And as if our Facebook feeds weren’t enough of an indicator, FaceApp has the numbers to back up its  popularity — at the time of writing, it’s currently the #1 app on the App Store’s “Photo & Video” category, even ranking above apps like YouTube, Instagram and TikTok.

Now, getting a glimpse into the future might seem like harmless fun and games, but some people have expressed concern with one particular clause in the app’s terms of service:

“You grant FaceApp a perpetual, irrevocable, nonexclusive, royalty-free, worldwide, fully-paid, transferable sub-licensable license to use, reproduce, modify, adapt, publish, translate, create derivative works from, distribute, publicly perform and display your User Content and any name, username or likeness provided in connection with your User Content in all media formats and channels now known or later developed, without compensation to you. When you post or otherwise share User Content on or through our Services, you understand that your User Content and any associated information (such as your [username], location or profile photo) will be visible to the public.”
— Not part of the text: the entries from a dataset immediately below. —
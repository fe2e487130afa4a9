use anyhow::Result;
use clap::Parser;
use spamsift::cli::{Cli, Commands};

// Exit code for a message classified as spam, so shells can branch on the
// verdict without parsing output.
const EXIT_SPAM: i32 = 2;

fn main() -> Result<()> {
    env_logger::init();
    let cli = Cli::parse();

    match cli.command {
        Commands::Classify {
            message,
            file,
            format,
            output,
            config,
            verbosity,
        } => {
            let classify_config = spamsift::commands::classify::ClassifyConfig {
                message,
                file,
                format,
                output,
                config,
                verbosity,
            };
            let result = spamsift::commands::classify::classify_message(classify_config)?;
            if result.is_spam {
                std::process::exit(EXIT_SPAM);
            }
            Ok(())
        }
        Commands::Init { force } => spamsift::commands::init::init_config(force),
        Commands::Rules { format, config } => {
            spamsift::commands::rules::print_rules(format, config)
        }
    }
}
This basically means that FaceApp and its Russian parent company Wireless Labs can do pretty much whatever what they want with your photos, from putting it on a billboard to using your face to train facial recognition programs.

And according to former RackSpace manager Rob La Geese, they don’t just have access to the photos you’ve uploaded to the app, but all the photos in your phone’s gallery.

“To make FaceApp actually work, you have to give it permissions to access your photos – ALL of them. But it also gains access to Siri and Searches… Oh, and it has access to refreshing in the background – so even when you are not using it, it is using you.”

Considering how privacy has become such a hot-button topic in recent years (hello, Cambridge Analytica), this could be worrying depending on how much you value your personal information.

As far as we know the folks at FaceApp haven’t done anything malicious, but considering that they easily could, you might want to think twice before using the app for a few likes on Facebook.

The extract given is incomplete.